MINGCHEN FENG received the M.S. degree in software engineering from the School of Software and Microelectronics, Northwestern Polytechnical University, Xi’an, China, in 2015, where he is currently pursuing the Ph.D. degree with the School of Computer Science. He was a Visiting Researcher with the Department of Electronic and Electrical Engineering, University of Strathclyde, Glasgow, U.K., in 2018. His research interests include big data analytics, data mining, machine learning, deep learning, and data visualization.
JIANGBIN ZHENG received the B.S., M.S., and Ph.D. degrees in computer science from Northwestern Polytechnical University, in 1993, 1996, and 2002, respectively.
From 2000 to 2002, he was a Research Assistant with The Hong Kong Polytechnic University, Hong Kong. From 2004 to 2005, he was a Research Assistant with The University of Sydney, Sydney, Australia. Since 2009, he has been a Professor and Ph.D. Supervisor with the School of Computer Science, Northwestern Polytechnical University. His research interests include intelligent information processing, visual computing, multimedia signal processing, big data, and soft engineering. He has published over 100 peer-reviewed journal/conference papers covering a wide range of topics in image/video analytics, pattern recognition, machine learning, and big data analytics.
JINCHANG REN received the B.E. degree in computer software, the M.Eng. degree in image processing, and the D.Eng. degree in computer vision from Northwestern Polytechnical University, Xi’an, China. He received the Ph.D. degree in electronic imaging and media communication from Bradford University, Bradford, U.K.
He is currently a Senior Lecturer with the Centre for excellence for Signal and Image Processing (CeSIP), and also the Deputy Director of the Strathclyde Hyperspectral Imaging Centre, University of Strathclyde, Glasgow, U.K. He has published over 200 peer-reviewed journal/conferences papers, and acts as an Associate Editor for six international journals, including the IEEE-JSTARS and the Journal of The Franklin Institute.
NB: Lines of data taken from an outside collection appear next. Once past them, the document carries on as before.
//! Radar Projection
//!
//! Maps (display angle, distance) pairs onto screen space. Angle 0 points
//! up (straight ahead) and grows clockwise; screen `y` grows downwards.
//!
//! Nearer landmarks get longer lines:
//!
//! ```text
//! ratio  = max(min_ratio, 1 - min(d, max_d) / max_d)
//! length = max(min_length, max_length * ratio)
//! ```

use nalgebra::Point2;
use serde::{Deserialize, Serialize};

/// Smallest fraction of the maximum line length a landmark is drawn with
pub const DEFAULT_MIN_LENGTH_RATIO: f64 = 0.05;

/// Lines never get shorter than this (display units)
pub const DEFAULT_MIN_LINE_LENGTH: f64 = 40.0;

/// Default longest line (display units)
pub const DEFAULT_MAX_LINE_LENGTH: f64 = 260.0;

/// Default distance at which lines reach their minimum length (km)
pub const DEFAULT_MAX_DISPLAY_DISTANCE_KM: f64 = 200.0;

/// Labels sit at this fraction of the line length
pub const LABEL_POSITION_RATIO: f64 = 0.6;

/// Geometry of the drawing area
#[derive(Debug, Clone, Copy, PartialEq, Serialize, Deserialize)]
#[serde(rename_all = "camelCase")]
pub struct RadarBounds {
    /// Origin of every line
    pub center: Point2<f64>,
    pub max_line_length: f64,
    pub min_line_length: f64,
    pub min_length_ratio: f64,
    /// Distances below this are drawn as if they were this far (km)
    pub min_distance_km: f64,
    /// Distances at or beyond this get the shortest line (km)
    pub max_distance_km: f64,
}

impl Default for RadarBounds {
    fn default() -> Self {
        RadarBounds {
            center: Point2::new(300.0, 300.0),
            max_line_length: DEFAULT_MAX_LINE_LENGTH,
            min_line_length: DEFAULT_MIN_LINE_LENGTH,
            min_length_ratio: DEFAULT_MIN_LENGTH_RATIO,
            min_distance_km: 0.0,
            max_distance_km: DEFAULT_MAX_DISPLAY_DISTANCE_KM,
        }
    }
}

/// Screen geometry of one landmark line
#[derive(Debug, Clone, Copy, PartialEq, Serialize)]
#[serde(rename_all = "camelCase")]
pub struct Projection {
    pub start: Point2<f64>,
    pub end: Point2<f64>,
    /// Where the distance label is anchored
    pub label_anchor: Point2<f64>,
    pub length: f64,
}

/// Converts display angles and distances to screen segments
#[derive(Debug, Clone, Copy, Default)]
pub struct RadarProjector {
    bounds: RadarBounds,
}

impl RadarProjector {
    pub fn new(bounds: RadarBounds) -> Self {
        RadarProjector { bounds }
    }

    pub fn bounds(&self) -> &RadarBounds {
        &self.bounds
    }

    /// Line length for a landmark `distance_km` away
    pub fn line_length(&self, distance_km: f64) -> f64 {
        let b = &self.bounds;
        let clamped = distance_km.max(b.min_distance_km).min(b.max_distance_km);
        let ratio = (1.0 - clamped / b.max_distance_km).max(b.min_length_ratio);
        (b.max_line_length * ratio).max(b.min_line_length)
    }

    /// Point `length` units from the center in direction `angle_deg`
    #[inline]
    pub fn point_at(&self, angle_deg: f64, length: f64) -> Point2<f64> {
        let theta = angle_deg.to_radians();
        Point2::new(
            self.bounds.center.x + theta.sin() * length,
            self.bounds.center.y - theta.cos() * length,
        )
    }

    /// Project one landmark. Returns `None` when the input is degenerate
    /// (NaN or infinite), so that the segment is hidden instead of drawn
    /// at garbage coordinates.
    pub fn project(&self, display_angle: f64, distance_km: f64) -> Option<Projection> {
        if !display_angle.is_finite() || !distance_km.is_finite() || distance_km < 0.0 {
            return None;
        }

        let length = self.line_length(distance_km);
        let end = self.point_at(display_angle, length);
        let label_anchor = self.point_at(display_angle, length * LABEL_POSITION_RATIO);

        if !(length.is_finite() && end.x.is_finite() && end.y.is_finite()) {
            return None;
        }

        Some(Projection {
            start: self.bounds.center,
            end,
            label_anchor,
            length,
        })
    }
}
His research interests include visual computing and multimedia signal processing, especially on semantic content extraction for video analysis and understanding, and more recently hyperspectral imaging.
**AMIR HUSSAIN** received the B.Eng. (Hons.) and Ph.D. degrees from the University of Strathclyde, Glasgow, U.K., in 1992 and 1997, respectively. Following postdoctoral and academic positions held at the West of Scotland, from 1996 to 1998, Dundee, from 1998 to 2000, and Stirling Universities, from 2000 to 2018, respectively. He is currently a Professor and the founding Head of the Cognitive Big Data and Cybersecurity (CogBiD) Research Lab with Edinburgh Napier University, U.K. He has coauthored more than 350 papers, including over a dozen books and around 140 journal papers. Amongst other distinguished roles, he is the General Chair for the IEEE WCCI 2020 (the world’s largest technical event in Computational Intelligence), and the Vice-Chair of the Emergent Technologies Technical Committee of the IEEE Computational Intelligence Society. He is also founding Editor-in-Chief of two leading journals: *Cognitive Computation* (Springer Nature), BMC Big Data Analytics (BioMed Central), of the Springer Book Series on Socio-Affective Computing, and *Cognitive Computation Trends*. He is also an Associate Editor for a number of prestigious journals, including: *Information Fusion* (Elsevier), *AI Review* (Springer), the IEEE Transactions on Neural Networks and Learning Systems, the *IEEE Computational Intelligence Magazine*, and the IEEE Transactions on Emerging Topics in Computational Intelligence. He has led major national, EU and internationally funded projects and supervised over 30 Ph.D. students.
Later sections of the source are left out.